• _TASK DESCRIPTION_
Your reply should be one number: how many lines of the records below contain the string "write".

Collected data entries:
↓↓↓

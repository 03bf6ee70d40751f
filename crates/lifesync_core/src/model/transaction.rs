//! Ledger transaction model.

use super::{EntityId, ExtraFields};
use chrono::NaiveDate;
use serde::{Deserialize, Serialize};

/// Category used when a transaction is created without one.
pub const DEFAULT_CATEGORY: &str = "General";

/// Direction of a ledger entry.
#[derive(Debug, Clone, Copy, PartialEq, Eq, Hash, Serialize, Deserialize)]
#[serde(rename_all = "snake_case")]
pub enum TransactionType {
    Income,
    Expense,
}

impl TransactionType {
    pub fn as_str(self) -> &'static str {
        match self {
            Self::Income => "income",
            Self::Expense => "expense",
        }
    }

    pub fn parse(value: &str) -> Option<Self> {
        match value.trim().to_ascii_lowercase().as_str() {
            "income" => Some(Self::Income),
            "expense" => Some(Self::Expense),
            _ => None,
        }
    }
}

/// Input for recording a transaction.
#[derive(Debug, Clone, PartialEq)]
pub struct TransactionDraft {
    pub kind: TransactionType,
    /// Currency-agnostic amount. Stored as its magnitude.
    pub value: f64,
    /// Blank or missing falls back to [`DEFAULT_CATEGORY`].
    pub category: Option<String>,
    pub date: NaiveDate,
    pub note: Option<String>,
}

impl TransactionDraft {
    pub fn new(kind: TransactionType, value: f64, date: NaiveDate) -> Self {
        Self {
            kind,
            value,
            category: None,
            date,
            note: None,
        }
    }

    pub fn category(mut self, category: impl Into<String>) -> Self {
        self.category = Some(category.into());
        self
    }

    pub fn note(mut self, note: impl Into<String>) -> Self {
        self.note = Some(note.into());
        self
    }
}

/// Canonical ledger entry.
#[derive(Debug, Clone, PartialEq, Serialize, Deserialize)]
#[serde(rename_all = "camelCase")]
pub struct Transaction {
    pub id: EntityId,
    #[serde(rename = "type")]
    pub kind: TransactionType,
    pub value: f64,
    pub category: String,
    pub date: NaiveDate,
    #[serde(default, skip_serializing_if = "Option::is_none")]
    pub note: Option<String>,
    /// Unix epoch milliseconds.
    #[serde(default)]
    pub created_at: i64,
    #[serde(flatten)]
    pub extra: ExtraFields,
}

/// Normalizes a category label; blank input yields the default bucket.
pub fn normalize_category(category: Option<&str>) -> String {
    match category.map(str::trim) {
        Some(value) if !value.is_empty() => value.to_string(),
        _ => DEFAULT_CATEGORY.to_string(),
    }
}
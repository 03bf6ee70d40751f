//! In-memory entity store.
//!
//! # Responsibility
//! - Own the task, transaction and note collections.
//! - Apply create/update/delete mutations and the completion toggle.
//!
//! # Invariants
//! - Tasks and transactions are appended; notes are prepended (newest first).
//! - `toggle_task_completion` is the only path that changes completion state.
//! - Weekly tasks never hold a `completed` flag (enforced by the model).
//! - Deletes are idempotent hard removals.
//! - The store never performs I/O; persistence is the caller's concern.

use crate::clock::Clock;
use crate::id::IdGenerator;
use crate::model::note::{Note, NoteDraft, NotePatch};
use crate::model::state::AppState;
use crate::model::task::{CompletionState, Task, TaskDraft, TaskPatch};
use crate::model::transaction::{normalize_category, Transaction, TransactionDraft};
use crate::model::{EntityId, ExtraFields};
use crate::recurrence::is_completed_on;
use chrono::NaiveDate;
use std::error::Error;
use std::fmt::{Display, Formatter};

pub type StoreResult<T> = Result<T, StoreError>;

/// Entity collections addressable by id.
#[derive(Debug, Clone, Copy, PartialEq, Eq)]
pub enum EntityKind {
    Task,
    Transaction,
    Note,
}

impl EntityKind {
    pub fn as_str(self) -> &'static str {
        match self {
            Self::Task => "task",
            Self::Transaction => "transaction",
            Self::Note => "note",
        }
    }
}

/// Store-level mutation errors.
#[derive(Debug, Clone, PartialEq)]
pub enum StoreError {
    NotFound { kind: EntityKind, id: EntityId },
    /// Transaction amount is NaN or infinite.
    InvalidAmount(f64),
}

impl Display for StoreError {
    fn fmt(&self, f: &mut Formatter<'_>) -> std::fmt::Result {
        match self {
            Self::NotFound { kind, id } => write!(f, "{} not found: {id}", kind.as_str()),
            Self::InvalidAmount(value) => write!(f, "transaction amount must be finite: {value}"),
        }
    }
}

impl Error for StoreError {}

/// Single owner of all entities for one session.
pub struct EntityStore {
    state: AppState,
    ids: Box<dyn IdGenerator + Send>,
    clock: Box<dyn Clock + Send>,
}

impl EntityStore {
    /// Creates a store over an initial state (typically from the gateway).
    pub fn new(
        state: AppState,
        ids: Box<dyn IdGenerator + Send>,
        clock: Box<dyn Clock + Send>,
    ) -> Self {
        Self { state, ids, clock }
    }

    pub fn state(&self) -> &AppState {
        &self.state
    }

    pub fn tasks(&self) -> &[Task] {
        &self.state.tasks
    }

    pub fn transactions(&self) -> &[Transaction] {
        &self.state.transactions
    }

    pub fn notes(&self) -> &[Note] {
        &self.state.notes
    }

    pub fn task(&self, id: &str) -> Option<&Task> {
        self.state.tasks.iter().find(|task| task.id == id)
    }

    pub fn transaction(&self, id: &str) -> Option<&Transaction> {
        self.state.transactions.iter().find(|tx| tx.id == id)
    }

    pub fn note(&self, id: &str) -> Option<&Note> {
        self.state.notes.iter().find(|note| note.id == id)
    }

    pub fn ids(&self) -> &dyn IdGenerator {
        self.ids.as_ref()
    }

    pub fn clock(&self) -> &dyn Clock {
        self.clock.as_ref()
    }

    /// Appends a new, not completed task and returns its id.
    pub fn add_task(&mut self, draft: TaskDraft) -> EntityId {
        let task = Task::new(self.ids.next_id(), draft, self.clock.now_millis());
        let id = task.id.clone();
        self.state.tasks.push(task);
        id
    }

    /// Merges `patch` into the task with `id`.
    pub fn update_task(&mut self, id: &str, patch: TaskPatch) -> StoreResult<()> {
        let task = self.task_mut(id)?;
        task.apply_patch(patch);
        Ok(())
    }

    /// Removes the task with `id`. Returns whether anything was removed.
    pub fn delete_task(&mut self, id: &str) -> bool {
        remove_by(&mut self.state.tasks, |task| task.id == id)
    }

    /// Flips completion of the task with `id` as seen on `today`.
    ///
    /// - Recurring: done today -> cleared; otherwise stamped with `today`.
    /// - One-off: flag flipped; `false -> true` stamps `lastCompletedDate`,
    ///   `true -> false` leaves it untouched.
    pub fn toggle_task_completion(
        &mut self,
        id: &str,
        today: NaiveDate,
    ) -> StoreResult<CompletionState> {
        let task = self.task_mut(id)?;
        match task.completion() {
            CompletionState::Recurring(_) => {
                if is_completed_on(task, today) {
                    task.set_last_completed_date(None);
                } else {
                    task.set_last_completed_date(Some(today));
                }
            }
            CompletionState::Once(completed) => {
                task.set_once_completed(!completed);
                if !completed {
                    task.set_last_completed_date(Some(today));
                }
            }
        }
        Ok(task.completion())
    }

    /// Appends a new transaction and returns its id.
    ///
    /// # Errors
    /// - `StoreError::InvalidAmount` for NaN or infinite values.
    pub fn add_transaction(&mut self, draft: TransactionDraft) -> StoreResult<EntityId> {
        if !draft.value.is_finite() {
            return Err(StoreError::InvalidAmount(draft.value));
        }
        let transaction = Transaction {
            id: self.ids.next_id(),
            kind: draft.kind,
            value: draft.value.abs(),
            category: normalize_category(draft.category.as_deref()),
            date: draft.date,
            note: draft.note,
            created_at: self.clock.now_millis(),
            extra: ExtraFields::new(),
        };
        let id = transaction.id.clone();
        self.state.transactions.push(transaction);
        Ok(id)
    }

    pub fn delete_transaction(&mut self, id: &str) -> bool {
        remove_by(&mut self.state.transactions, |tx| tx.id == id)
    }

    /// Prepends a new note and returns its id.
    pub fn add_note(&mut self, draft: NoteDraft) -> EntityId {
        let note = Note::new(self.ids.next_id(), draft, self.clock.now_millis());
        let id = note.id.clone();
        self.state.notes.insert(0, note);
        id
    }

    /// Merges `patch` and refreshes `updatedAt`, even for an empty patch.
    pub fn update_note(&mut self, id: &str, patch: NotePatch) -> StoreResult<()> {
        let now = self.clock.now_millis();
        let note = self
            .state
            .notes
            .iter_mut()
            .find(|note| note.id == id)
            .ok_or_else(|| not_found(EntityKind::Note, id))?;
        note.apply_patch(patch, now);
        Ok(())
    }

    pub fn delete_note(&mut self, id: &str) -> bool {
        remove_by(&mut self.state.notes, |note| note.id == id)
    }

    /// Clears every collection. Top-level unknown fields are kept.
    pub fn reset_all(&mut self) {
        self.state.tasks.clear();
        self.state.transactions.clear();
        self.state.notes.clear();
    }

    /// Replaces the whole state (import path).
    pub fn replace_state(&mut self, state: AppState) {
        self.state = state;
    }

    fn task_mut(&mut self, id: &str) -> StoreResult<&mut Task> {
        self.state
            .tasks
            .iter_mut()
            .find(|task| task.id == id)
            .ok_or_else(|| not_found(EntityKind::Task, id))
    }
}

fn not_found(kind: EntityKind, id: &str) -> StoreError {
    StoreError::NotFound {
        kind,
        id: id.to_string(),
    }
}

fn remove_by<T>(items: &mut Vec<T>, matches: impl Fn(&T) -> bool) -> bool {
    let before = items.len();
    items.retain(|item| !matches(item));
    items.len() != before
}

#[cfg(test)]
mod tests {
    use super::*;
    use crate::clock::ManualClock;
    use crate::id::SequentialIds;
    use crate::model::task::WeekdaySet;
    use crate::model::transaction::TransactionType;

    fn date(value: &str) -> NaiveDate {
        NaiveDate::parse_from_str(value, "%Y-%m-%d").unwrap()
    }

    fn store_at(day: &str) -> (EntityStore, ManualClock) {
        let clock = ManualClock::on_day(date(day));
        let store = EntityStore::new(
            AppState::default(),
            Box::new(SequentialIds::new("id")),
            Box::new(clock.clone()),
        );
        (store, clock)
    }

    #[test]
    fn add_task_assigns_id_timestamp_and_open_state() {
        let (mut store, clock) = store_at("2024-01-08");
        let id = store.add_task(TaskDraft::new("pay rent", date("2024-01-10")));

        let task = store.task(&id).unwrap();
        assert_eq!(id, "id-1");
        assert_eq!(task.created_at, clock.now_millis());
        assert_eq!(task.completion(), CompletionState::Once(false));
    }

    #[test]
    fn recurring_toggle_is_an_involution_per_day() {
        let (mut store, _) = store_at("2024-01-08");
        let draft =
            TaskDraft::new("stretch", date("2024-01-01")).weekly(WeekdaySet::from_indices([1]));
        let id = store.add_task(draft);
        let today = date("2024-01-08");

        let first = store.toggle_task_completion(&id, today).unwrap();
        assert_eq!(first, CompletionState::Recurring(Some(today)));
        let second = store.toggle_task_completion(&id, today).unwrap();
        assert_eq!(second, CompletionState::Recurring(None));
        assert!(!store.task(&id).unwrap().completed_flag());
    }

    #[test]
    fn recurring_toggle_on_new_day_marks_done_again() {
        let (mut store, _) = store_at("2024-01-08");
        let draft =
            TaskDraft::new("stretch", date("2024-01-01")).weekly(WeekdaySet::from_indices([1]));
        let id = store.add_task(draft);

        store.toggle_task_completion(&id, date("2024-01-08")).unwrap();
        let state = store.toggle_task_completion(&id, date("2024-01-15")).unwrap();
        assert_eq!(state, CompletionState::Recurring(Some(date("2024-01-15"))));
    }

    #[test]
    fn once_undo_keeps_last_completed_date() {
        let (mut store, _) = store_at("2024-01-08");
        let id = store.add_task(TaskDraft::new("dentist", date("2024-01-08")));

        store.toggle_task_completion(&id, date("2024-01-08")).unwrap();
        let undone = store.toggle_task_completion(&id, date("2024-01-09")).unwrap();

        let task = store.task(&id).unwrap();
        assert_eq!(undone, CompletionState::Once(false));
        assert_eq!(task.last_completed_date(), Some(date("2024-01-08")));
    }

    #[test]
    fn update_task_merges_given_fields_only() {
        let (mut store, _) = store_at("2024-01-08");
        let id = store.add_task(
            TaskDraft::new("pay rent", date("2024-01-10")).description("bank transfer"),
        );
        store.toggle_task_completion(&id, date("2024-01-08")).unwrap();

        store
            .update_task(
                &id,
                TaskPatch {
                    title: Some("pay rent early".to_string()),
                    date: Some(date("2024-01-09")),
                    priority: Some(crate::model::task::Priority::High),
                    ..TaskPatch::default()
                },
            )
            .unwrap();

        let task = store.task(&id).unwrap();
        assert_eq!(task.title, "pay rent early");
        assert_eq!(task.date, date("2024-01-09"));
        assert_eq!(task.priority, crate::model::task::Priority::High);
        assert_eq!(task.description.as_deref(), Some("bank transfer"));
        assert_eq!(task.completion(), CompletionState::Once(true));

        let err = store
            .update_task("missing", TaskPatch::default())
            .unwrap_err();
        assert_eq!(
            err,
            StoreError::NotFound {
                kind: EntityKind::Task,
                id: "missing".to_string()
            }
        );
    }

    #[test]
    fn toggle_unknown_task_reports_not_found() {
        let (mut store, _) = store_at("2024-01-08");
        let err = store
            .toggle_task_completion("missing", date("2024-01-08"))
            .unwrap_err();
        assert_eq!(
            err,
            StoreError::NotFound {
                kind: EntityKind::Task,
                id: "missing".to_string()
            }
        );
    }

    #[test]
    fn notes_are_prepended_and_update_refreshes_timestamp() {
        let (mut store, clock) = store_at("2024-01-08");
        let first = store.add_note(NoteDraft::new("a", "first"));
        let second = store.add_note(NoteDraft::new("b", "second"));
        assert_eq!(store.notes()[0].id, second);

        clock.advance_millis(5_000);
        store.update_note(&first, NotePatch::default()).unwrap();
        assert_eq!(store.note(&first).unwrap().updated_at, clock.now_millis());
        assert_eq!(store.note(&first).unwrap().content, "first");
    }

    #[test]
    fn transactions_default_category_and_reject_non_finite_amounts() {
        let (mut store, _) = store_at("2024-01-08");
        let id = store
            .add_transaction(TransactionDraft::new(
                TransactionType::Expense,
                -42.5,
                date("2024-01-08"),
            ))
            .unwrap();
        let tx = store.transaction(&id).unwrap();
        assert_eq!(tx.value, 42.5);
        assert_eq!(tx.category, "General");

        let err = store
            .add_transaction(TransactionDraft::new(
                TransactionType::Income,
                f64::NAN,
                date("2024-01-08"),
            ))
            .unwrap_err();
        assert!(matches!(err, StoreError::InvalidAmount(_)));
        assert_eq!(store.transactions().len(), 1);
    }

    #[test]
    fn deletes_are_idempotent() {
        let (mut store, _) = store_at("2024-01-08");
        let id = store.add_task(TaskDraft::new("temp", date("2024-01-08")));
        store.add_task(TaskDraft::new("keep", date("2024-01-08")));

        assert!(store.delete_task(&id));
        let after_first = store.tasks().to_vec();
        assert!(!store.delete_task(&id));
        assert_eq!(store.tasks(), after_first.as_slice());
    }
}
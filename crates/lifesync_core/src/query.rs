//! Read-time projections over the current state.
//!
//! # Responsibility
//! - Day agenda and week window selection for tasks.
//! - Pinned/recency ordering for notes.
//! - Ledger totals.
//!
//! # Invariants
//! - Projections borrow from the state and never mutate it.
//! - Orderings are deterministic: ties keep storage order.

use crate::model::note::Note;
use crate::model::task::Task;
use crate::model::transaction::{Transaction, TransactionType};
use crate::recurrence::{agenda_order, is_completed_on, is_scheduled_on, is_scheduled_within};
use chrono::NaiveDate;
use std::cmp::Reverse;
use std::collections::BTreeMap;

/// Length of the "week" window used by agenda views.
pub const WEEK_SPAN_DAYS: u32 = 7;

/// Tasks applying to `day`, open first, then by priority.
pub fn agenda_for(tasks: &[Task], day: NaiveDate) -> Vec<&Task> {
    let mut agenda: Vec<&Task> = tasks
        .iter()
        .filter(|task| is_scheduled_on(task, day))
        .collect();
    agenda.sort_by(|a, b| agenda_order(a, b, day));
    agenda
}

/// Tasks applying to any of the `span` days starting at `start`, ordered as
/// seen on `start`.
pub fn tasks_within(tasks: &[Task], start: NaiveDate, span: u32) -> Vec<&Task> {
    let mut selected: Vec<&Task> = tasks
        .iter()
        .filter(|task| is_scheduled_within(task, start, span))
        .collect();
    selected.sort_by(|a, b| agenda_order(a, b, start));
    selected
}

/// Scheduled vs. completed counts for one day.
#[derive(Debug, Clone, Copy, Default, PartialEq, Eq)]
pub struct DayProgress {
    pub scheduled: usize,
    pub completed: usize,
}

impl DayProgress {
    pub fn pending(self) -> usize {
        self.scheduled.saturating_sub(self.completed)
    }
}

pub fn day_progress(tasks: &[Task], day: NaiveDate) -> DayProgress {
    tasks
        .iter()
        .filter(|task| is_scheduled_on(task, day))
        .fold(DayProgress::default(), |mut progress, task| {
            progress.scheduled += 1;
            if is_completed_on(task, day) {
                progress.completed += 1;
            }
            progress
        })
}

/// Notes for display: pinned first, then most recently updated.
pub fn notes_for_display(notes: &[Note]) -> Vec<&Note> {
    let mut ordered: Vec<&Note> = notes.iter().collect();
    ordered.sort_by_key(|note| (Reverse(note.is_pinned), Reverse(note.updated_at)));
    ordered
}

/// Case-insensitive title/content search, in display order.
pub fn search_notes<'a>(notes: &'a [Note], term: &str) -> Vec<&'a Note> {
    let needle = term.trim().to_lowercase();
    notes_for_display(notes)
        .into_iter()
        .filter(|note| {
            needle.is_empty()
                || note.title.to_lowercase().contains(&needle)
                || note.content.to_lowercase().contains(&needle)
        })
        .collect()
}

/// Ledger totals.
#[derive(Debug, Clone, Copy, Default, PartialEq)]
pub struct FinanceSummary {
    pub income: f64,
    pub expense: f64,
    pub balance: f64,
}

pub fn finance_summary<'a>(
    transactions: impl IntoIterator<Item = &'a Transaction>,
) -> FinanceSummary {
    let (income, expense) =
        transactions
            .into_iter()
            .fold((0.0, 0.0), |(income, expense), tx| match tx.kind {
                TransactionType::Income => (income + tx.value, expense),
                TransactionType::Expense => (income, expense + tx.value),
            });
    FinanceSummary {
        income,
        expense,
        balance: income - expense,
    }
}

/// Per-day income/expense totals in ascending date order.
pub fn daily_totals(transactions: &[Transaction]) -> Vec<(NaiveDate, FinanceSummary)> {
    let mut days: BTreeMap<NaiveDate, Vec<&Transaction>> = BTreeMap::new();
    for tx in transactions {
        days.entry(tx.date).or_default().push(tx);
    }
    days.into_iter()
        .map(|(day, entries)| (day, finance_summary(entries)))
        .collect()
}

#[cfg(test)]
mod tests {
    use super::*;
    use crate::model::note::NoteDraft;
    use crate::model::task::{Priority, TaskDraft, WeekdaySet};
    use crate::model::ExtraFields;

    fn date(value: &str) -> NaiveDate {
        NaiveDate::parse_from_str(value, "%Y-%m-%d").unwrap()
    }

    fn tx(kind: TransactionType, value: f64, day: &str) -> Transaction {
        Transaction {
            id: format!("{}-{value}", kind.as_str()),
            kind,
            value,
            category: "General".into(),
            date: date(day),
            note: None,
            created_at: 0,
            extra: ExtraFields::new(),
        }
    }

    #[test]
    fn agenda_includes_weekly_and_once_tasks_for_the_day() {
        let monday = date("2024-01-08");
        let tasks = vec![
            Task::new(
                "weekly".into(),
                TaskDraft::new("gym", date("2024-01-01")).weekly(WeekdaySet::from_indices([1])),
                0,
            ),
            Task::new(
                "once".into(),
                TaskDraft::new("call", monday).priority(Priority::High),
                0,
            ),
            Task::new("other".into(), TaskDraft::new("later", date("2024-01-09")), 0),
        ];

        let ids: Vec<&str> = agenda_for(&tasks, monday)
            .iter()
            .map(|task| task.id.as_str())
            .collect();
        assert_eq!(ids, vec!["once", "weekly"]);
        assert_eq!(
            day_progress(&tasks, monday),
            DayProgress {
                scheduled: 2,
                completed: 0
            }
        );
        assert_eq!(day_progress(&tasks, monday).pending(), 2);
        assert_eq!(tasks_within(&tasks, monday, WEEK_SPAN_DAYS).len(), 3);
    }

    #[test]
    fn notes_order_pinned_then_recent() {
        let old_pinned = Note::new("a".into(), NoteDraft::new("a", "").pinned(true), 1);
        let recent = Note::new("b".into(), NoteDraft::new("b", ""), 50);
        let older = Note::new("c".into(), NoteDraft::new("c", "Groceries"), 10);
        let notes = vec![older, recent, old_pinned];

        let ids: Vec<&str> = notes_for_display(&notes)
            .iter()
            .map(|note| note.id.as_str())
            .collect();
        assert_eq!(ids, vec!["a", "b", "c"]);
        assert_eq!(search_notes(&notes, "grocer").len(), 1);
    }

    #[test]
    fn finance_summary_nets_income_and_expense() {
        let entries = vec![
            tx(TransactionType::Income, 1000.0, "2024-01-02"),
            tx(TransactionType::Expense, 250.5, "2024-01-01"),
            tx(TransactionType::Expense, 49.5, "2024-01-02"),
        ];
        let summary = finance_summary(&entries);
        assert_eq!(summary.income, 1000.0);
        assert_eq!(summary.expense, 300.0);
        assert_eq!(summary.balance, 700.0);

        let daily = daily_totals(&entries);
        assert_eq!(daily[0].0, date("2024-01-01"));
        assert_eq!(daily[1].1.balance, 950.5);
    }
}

↑↑↑

• _REPLY_
2